The FTC charged that Duncan and his companies, Pure Health LLC and Genesis Today, Inc., deceptively claimed that the supplement could cause consumers to lose 17 pounds and 16 percent of their body fat in just 12 weeks without diet or exercise, and that the claim was backed up by a clinical study. In September 2014, the FTC settled charges against the company that sponsored the severely flawed study that Duncan discussed on Dr. Oz.
According to the FTC’s complaint, shortly after Duncan agreed to appear on Dr. Oz but before the show aired, he began selling the extract and tailored a marketing campaign around his appearance on the show to capitalize on the “Oz effect” – a phenomenon in which discussion of a product on the program causes an increase in consumer demand.

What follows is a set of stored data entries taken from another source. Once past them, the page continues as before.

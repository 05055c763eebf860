//! UniProtKB JSON entry normalization
//!
//! Turns one entry from `GET /uniprotkb/{accession}` into a [`ProteinRecord`].
//! The function is total: sparse or oddly typed input produces defaults and
//! sentinels, never an error.
//!
//! Minimum shape consumed (everything else is ignored):
//!
//! ```text
//! primaryAccession, uniProtkbId
//! proteinDescription.recommendedName.fullName.value
//! organism.scientificName
//! sequence.value
//! comments[].commentType
//! comments[].texts[0].value                      (FUNCTION, DOMAIN)
//! comments[].subcellularLocations[].location.value (SUBCELLULAR LOCATION)
//! uniProtKBCrossReferences[].database
//! references[].citation.{title,authors[],journal,citationCrossReferences[]}
//! ```

use crate::json_path::{get_array, get_path, get_str};
use crate::models::{
    CitationRecord, ProteinRecord, StructureReference, NOT_AVAILABLE, NO_DOMAIN, NO_FUNCTION,
    NO_SUBCELLULAR_LOCATION,
};
use serde_json::Value;

pub const COMMENT_FUNCTION: &str = "FUNCTION";
pub const COMMENT_SUBCELLULAR_LOCATION: &str = "SUBCELLULAR LOCATION";
pub const COMMENT_DOMAIN: &str = "DOMAIN";
pub const STRUCTURE_DATABASE: &str = "PDB";
pub const PUBMED_DATABASE: &str = "PubMed";
pub const DOI_DATABASE: &str = "DOI";

/// Normalize a raw UniProtKB entry.
pub fn normalize(entry: &Value) -> ProteinRecord {
    let comments = get_array(entry, &["comments"]);

    ProteinRecord {
        accession: get_str(entry, &["primaryAccession"], ""),
        entry_id: get_str(entry, &["uniProtkbId"], ""),
        protein_name: get_str(
            entry,
            &["proteinDescription", "recommendedName", "fullName", "value"],
            "",
        ),
        organism: get_str(entry, &["organism", "scientificName"], ""),
        function: summarize(first_texts(comments, COMMENT_FUNCTION), NO_FUNCTION),
        subcellular_location: summarize(subcellular_locations(comments), NO_SUBCELLULAR_LOCATION),
        domains: summarize(first_texts(comments, COMMENT_DOMAIN), NO_DOMAIN),
        sequence: get_str(entry, &["sequence", "value"], ""),
        structures: structures(entry),
        citations: get_array(entry, &["references"]).iter().map(citation).collect(),
    }
}

fn comments_of<'a>(comments: &'a [Value], kind: &'a str) -> impl Iterator<Item = &'a Value> + 'a {
    comments
        .iter()
        .filter(move |c| get_path(c, &["commentType"]).and_then(Value::as_str) == Some(kind))
}

/// First text of each matching comment.
///
/// A comment without `texts` contributes "N/A"; one with an empty `texts`
/// list contributes an empty line.
fn first_texts(comments: &[Value], kind: &str) -> Vec<String> {
    comments_of(comments, kind)
        .map(|comment| match get_path(comment, &["texts"]) {
            None | Some(Value::Null) => NOT_AVAILABLE.to_string(),
            Some(texts) => match texts.as_array().and_then(|t| t.first()) {
                Some(first) => get_str(first, &["value"], NOT_AVAILABLE),
                None => String::new(),
            },
        })
        .collect()
}

fn subcellular_locations(comments: &[Value]) -> Vec<String> {
    comments_of(comments, COMMENT_SUBCELLULAR_LOCATION)
        .flat_map(|comment| get_array(comment, &["subcellularLocations"]))
        .map(|loc| get_str(loc, &["location", "value"], NOT_AVAILABLE))
        .collect()
}

/// Newline-join `parts`; the sentinel replaces only a fully empty result.
fn summarize(parts: Vec<String>, sentinel: &str) -> String {
    let joined = parts.join("\n");
    if joined.is_empty() {
        sentinel.to_string()
    } else {
        joined
    }
}

fn structures(entry: &Value) -> Vec<StructureReference> {
    get_array(entry, &["uniProtKBCrossReferences"])
        .iter()
        .filter(|xref| get_path(xref, &["database"]).and_then(Value::as_str) == Some(STRUCTURE_DATABASE))
        .cloned()
        .map(StructureReference)
        .collect()
}

fn citation(reference: &Value) -> CitationRecord {
    let xrefs = get_array(reference, &["citation", "citationCrossReferences"]);

    let authors = get_array(reference, &["citation", "authors"])
        .iter()
        .filter_map(Value::as_str)
        .collect::<Vec<_>>()
        .join(", ");

    CitationRecord {
        title: get_str(reference, &["citation", "title"], NOT_AVAILABLE),
        authors,
        journal: get_str(reference, &["citation", "journal"], NOT_AVAILABLE),
        pubmed_id: xref_id(xrefs, PUBMED_DATABASE),
        doi: xref_id(xrefs, DOI_DATABASE),
    }
}

/// Id of the first cross-reference into `database`, or "N/A".
fn xref_id(xrefs: &[Value], database: &str) -> String {
    xrefs
        .iter()
        .find(|x| get_path(x, &["database"]).and_then(Value::as_str) == Some(database))
        .map(|x| get_str(x, &["id"], NOT_AVAILABLE))
        .unwrap_or_else(|| NOT_AVAILABLE.to_string())
}
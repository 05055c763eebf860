//! Protlens CLI Library
//!
//! Command-line access to the UniProt research tool.
//!
//! - **Search**: run a free-text query and print the tool output (`protlens search`)
//! - **Entry**: look up one accession (`protlens entry`)
//!
//! Text output is exactly what an agent receives from the tool, so the binary
//! doubles as a way to inspect what the model will see.

pub mod commands;

use clap::{Parser, Subcommand};
use protlens_uniprot::UniProtConfig;

/// Protlens - protein research from the command line
#[derive(Parser, Debug)]
#[command(name = "protlens")]
#[command(author, version, about, long_about = None)]
#[command(arg_required_else_help = true)]
pub struct Cli {
    #[command(subcommand)]
    pub command: Commands,

    /// Verbose output (debug logs on stderr)
    #[arg(short, long, global = true)]
    pub verbose: bool,

    /// UniProt search endpoint
    #[arg(long, env = "UNIPROT_SEARCH_URL", global = true)]
    pub search_url: Option<String>,

    /// UniProt entry endpoint
    #[arg(long, env = "UNIPROT_ENTRY_URL", global = true)]
    pub entry_url: Option<String>,

    /// Contact email sent to UniProt in the User-Agent
    #[arg(long, env = "UNIPROT_EMAIL", global = true)]
    pub email: Option<String>,
}

#[derive(Subcommand, Debug)]
pub enum Commands {
    /// Search UniProtKB and print matching entries
    Search {
        /// Free-text query (UniProt query syntax is accepted)
        query: String,

        /// Maximum number of entries
        #[arg(short, long)]
        limit: Option<usize>,

        /// Maximum characters of text output
        #[arg(long)]
        max_chars: Option<usize>,

        /// Show entries that were fetched even if others failed (text output only)
        #[arg(long, conflicts_with = "json")]
        skip_failed: bool,

        /// Print records as JSON instead of text
        #[arg(long)]
        json: bool,
    },

    /// Fetch a single entry by accession
    Entry {
        /// Primary accession, e.g. P01308
        accession: String,

        /// Print the record as JSON instead of text
        #[arg(long)]
        json: bool,
    },
}

impl Cli {
    /// Resolve the UniProt configuration: environment first, then flags.
    pub fn uniprot_config(&self) -> anyhow::Result<UniProtConfig> {
        let mut config = UniProtConfig::from_env()?;

        if let Some(ref url) = self.search_url {
            config.search_url = url.clone();
        }
        if let Some(ref url) = self.entry_url {
            config.entry_url = url.clone();
        }
        if let Some(ref email) = self.email {
            config.email = email.clone();
        }

        if let Commands::Search { limit, max_chars, skip_failed, .. } = self.command {
            if let Some(limit) = limit {
                config.result_limit = limit;
            }
            if let Some(max_chars) = max_chars {
                config.max_output_chars = max_chars;
            }
            if skip_failed {
                config.failure_policy = protlens_uniprot::FailurePolicy::SkipFailed;
            }
        }

        config.validate()?;
        Ok(config)
    }
}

For example, while discussing green coffee bean extract during the taping of Dr. Oz, Duncan urged viewers to search for the product online using phrases his companies would use in search advertising to drive consumers to their websites selling the extract.

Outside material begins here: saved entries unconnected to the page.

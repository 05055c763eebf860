//! Logging configuration and initialization
//!
//! All Protlens binaries route diagnostics through `tracing`. Console output
//! goes to **stderr**: stdout is reserved for the text a tool call produces,
//! which callers (agents, shell pipelines) consume verbatim.
//!
//! Use structured fields rather than interpolated strings where a value is
//! worth filtering on:
//!
//! ```rust,ignore
//! use tracing::{info, warn};
//!
//! info!(accession = %accession, "Fetched UniProt entry");
//! warn!(attempt, error = %err, "Request failed, retrying");
//! ```
//!
//! # Example
//!
//! ```no_run
//! use protlens_common::logging::{init_logging, LogConfig};
//!
//! fn main() -> anyhow::Result<()> {
//!     let _guard = init_logging(&LogConfig::from_env()?)?;
//!     tracing::info!("Application started");
//!     Ok(())
//! }
//! ```

use anyhow::{Context, Result};
use serde::{Deserialize, Serialize};
use std::path::PathBuf;
use tracing::Level;
use tracing_appender::non_blocking::WorkerGuard;
use tracing_subscriber::{fmt, layer::SubscriberExt, util::SubscriberInitExt, EnvFilter, Layer};

/// Log level for filtering messages
#[derive(Debug, Clone, Copy, PartialEq, Eq, Serialize, Deserialize, Default)]
#[serde(rename_all = "lowercase")]
pub enum LogLevel {
    Trace,
    Debug,
    #[default]
    Info,
    Warn,
    Error,
}

impl LogLevel {
    /// Convert to tracing Level
    pub fn to_tracing_level(self) -> Level {
        match self {
            LogLevel::Trace => Level::TRACE,
            LogLevel::Debug => Level::DEBUG,
            LogLevel::Info => Level::INFO,
            LogLevel::Warn => Level::WARN,
            LogLevel::Error => Level::ERROR,
        }
    }
}

impl std::str::FromStr for LogLevel {
    type Err = anyhow::Error;

    fn from_str(s: &str) -> std::result::Result<Self, Self::Err> {
        match s.to_lowercase().as_str() {
            "trace" => Ok(LogLevel::Trace),
            "debug" => Ok(LogLevel::Debug),
            "info" => Ok(LogLevel::Info),
            "warn" | "warning" => Ok(LogLevel::Warn),
            "error" => Ok(LogLevel::Error),
            _ => Err(anyhow::anyhow!("Invalid log level: {}", s)),
        }
    }
}

impl std::fmt::Display for LogLevel {
    fn fmt(&self, f: &mut std::fmt::Formatter<'_>) -> std::fmt::Result {
        let name = match self {
            LogLevel::Trace => "trace",
            LogLevel::Debug => "debug",
            LogLevel::Info => "info",
            LogLevel::Warn => "warn",
            LogLevel::Error => "error",
        };
        f.write_str(name)
    }
}

/// Where log lines are written
#[derive(Debug, Clone, Copy, PartialEq, Eq, Serialize, Deserialize, Default)]
#[serde(rename_all = "lowercase")]
pub enum LogOutput {
    /// stderr only
    #[default]
    Console,
    /// Daily rotating file only
    File,
    /// stderr and file
    Both,
}

impl LogOutput {
    fn console(self) -> bool {
        matches!(self, LogOutput::Console | LogOutput::Both)
    }

    fn file(self) -> bool {
        matches!(self, LogOutput::File | LogOutput::Both)
    }
}

impl std::str::FromStr for LogOutput {
    type Err = anyhow::Error;

    fn from_str(s: &str) -> std::result::Result<Self, Self::Err> {
        match s.to_lowercase().as_str() {
            "console" | "stderr" => Ok(LogOutput::Console),
            "file" => Ok(LogOutput::File),
            "both" | "all" => Ok(LogOutput::Both),
            _ => Err(anyhow::anyhow!("Invalid log output: {}", s)),
        }
    }
}

/// Log line format
#[derive(Debug, Clone, Copy, PartialEq, Eq, Serialize, Deserialize, Default)]
#[serde(rename_all = "lowercase")]
pub enum LogFormat {
    #[default]
    Text,
    Json,
}

impl std::str::FromStr for LogFormat {
    type Err = anyhow::Error;

    fn from_str(s: &str) -> std::result::Result<Self, Self::Err> {
        match s.to_lowercase().as_str() {
            "text" | "pretty" => Ok(LogFormat::Text),
            "json" => Ok(LogFormat::Json),
            _ => Err(anyhow::anyhow!("Invalid log format: {}", s)),
        }
    }
}

/// Logging configuration
#[derive(Debug, Clone, Serialize, Deserialize)]
pub struct LogConfig {
    pub level: LogLevel,
    pub output: LogOutput,
    pub format: LogFormat,
    /// Directory for rotated log files (only used when output includes a file)
    pub log_dir: PathBuf,
    /// File name prefix, e.g. "protlens" -> "protlens.2026-10-18"
    pub log_file_prefix: String,
    /// Extra directives such as "reqwest=warn,hyper=warn"
    pub filter_directives: Option<String>,
}

impl Default for LogConfig {
    fn default() -> Self {
        Self {
            level: LogLevel::Info,
            output: LogOutput::Console,
            format: LogFormat::Text,
            log_dir: PathBuf::from("./logs"),
            log_file_prefix: "protlens".to_string(),
            filter_directives: None,
        }
    }
}

impl LogConfig {
    /// Load configuration from environment variables
    ///
    /// - `LOG_LEVEL`: trace, debug, info, warn, error
    /// - `LOG_OUTPUT`: console, file, both
    /// - `LOG_FORMAT`: text, json
    /// - `LOG_DIR`: directory for log files
    /// - `LOG_FILE_PREFIX`: prefix for log files
    /// - `LOG_FILTER`: additional filter directives
    pub fn from_env() -> Result<Self> {
        Self::default().merge_env()
    }

    /// Override fields of `self` with whichever `LOG_*` variables are set
    pub fn merge_env(mut self) -> Result<Self> {
        if let Ok(level) = std::env::var("LOG_LEVEL") {
            self.level = level.parse()?;
        }
        if let Ok(output) = std::env::var("LOG_OUTPUT") {
            self.output = output.parse()?;
        }
        if let Ok(format) = std::env::var("LOG_FORMAT") {
            self.format = format.parse()?;
        }
        if let Ok(dir) = std::env::var("LOG_DIR") {
            self.log_dir = PathBuf::from(dir);
        }
        if let Ok(prefix) = std::env::var("LOG_FILE_PREFIX") {
            self.log_file_prefix = prefix;
        }
        if let Ok(filter) = std::env::var("LOG_FILTER") {
            self.filter_directives = Some(filter);
        }
        Ok(self)
    }

    pub fn builder() -> LogConfigBuilder {
        LogConfigBuilder::default()
    }

    fn env_filter(&self) -> Result<EnvFilter> {
        let mut filter =
            EnvFilter::from_default_env().add_directive(self.level.to_tracing_level().into());

        if let Some(ref directives) = self.filter_directives {
            for directive in directives.split(',').filter(|d| !d.trim().is_empty()) {
                filter = filter.add_directive(
                    directive
                        .trim()
                        .parse()
                        .with_context(|| format!("Failed to parse filter directive '{directive}'"))?,
                );
            }
        }

        Ok(filter)
    }
}

/// Builder for LogConfig
#[derive(Default)]
pub struct LogConfigBuilder {
    config: LogConfig,
}

impl LogConfigBuilder {
    pub fn level(mut self, level: LogLevel) -> Self {
        self.config.level = level;
        self
    }

    pub fn output(mut self, output: LogOutput) -> Self {
        self.config.output = output;
        self
    }

    pub fn format(mut self, format: LogFormat) -> Self {
        self.config.format = format;
        self
    }

    pub fn log_dir(mut self, dir: impl Into<PathBuf>) -> Self {
        self.config.log_dir = dir.into();
        self
    }

    pub fn log_file_prefix(mut self, prefix: impl Into<String>) -> Self {
        self.config.log_file_prefix = prefix.into();
        self
    }

    pub fn filter_directives(mut self, filter: impl Into<String>) -> Self {
        self.config.filter_directives = Some(filter.into());
        self
    }

    pub fn build(self) -> LogConfig {
        self.config
    }
}

/// Keeps the non-blocking file writer flushing until dropped.
///
/// Hold it for the lifetime of `main`; dropping it early loses buffered lines.
#[must_use = "dropping the guard stops file logging"]
pub struct LoggingGuard {
    _file: Option<WorkerGuard>,
}

/// Install the global tracing subscriber described by `config`.
///
/// Fails if a subscriber is already installed or a filter directive does not parse.
pub fn init_logging(config: &LogConfig) -> Result<LoggingGuard> {
    let filter = config.env_filter()?;
    let mut layers = Vec::new();
    let mut file_guard = None;

    if config.output.console() {
        let layer = fmt::layer().with_writer(std::io::stderr).with_target(true);
        layers.push(match config.format {
            LogFormat::Text => layer.boxed(),
            LogFormat::Json => layer.json().boxed(),
        });
    }

    if config.output.file() {
        std::fs::create_dir_all(&config.log_dir).context("Failed to create log directory")?;
        let appender = tracing_appender::rolling::daily(&config.log_dir, &config.log_file_prefix);
        let (writer, guard) = tracing_appender::non_blocking(appender);
        file_guard = Some(guard);

        let layer = fmt::layer().with_writer(writer).with_ansi(false);
        layers.push(match config.format {
            LogFormat::Text => layer.boxed(),
            LogFormat::Json => layer.json().boxed(),
        });
    }

    tracing_subscriber::registry()
        .with(layers)
        .with(filter)
        .try_init()
        .context("Failed to install tracing subscriber")?;

    Ok(LoggingGuard { _file: file_guard })
}
//! Search orchestration: query -> accessions -> normalized records
//!
//! Entry lookups are independent reads, so they run through an ordered
//! buffered stream: up to `fetch_concurrency` requests are in flight, and
//! results come back in the order the search endpoint ranked them.

use crate::client::UniProtClient;
use crate::config::UniProtConfig;
use crate::error::Result;
use crate::models::{EntryOutcome, ProteinRecord};
use crate::normalize::normalize;
use futures::stream::{self, StreamExt};
use protlens_common::text::truncate_chars;
use tracing::{info, instrument, warn};

#[derive(Debug, Clone)]
pub struct ProteinSearch {
    client: UniProtClient,
    max_query_length: usize,
    fetch_concurrency: usize,
}

impl ProteinSearch {
    pub fn new(config: &UniProtConfig) -> Result<Self> {
        Ok(Self::with_client(UniProtClient::new(config)?, config))
    }

    pub fn with_client(client: UniProtClient, config: &UniProtConfig) -> Self {
        Self {
            client,
            max_query_length: config.max_query_length,
            fetch_concurrency: config.fetch_concurrency.max(1),
        }
    }

    pub fn client(&self) -> &UniProtClient {
        &self.client
    }

    /// Search and fetch up to `limit` records.
    ///
    /// All or nothing: if any entry lookup fails, the first failure (in
    /// search order) is returned and the other records are discarded.
    pub async fn search(&self, query: &str, limit: usize) -> Result<Vec<ProteinRecord>> {
        self.search_outcomes(query, limit)
            .await?
            .into_iter()
            .map(|outcome| outcome.result)
            .collect()
    }

    /// Search and report each entry lookup separately.
    ///
    /// Fails only when the search request itself fails.
    #[instrument(skip(self, query), fields(query_len = query.chars().count()))]
    pub async fn search_outcomes(&self, query: &str, limit: usize) -> Result<Vec<EntryOutcome>> {
        let query = truncate_chars(query, self.max_query_length);

        let mut accessions = self.client.search_accessions(query, limit).await?;
        accessions.truncate(limit);

        info!(count = accessions.len(), "Fetching UniProt entries");

        let outcomes: Vec<EntryOutcome> = stream::iter(accessions)
            .map(|accession| async move {
                let result = self.fetch_record(&accession).await;
                if let Err(ref e) = result {
                    warn!(accession = %accession, error = %e, "UniProt entry lookup failed");
                }
                EntryOutcome { accession, result }
            })
            .buffered(self.fetch_concurrency)
            .collect()
            .await;

        Ok(outcomes)
    }

    /// Fetch and normalize a single accession
    pub async fn fetch_record(&self, accession: &str) -> Result<ProteinRecord> {
        let entry = self.client.fetch_entry(accession).await?;
        let mut record = normalize(&entry);

        if record.accession.is_empty() {
            warn!(accession = %accession, "Entry has no primaryAccession, using requested accession");
            record.accession = accession.to_string();
        }

        Ok(record)
    }
}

He reached out to retailers, describing his upcoming appearance on The Dr. Oz Show and saying he planned to discuss the clinical trials that purportedly proved the supplement’s effectiveness. He and his companies also began an intensive effort to make the extract available in Walmart stores and on Amazon.com when the program aired.
The FTC also alleged that Duncan and several of the companies’ paid spokespeople portrayed themselves on television shows as independent sources of information about green coffee bean extract and other natural remedies, while failing to disclose their financial ties to the companies.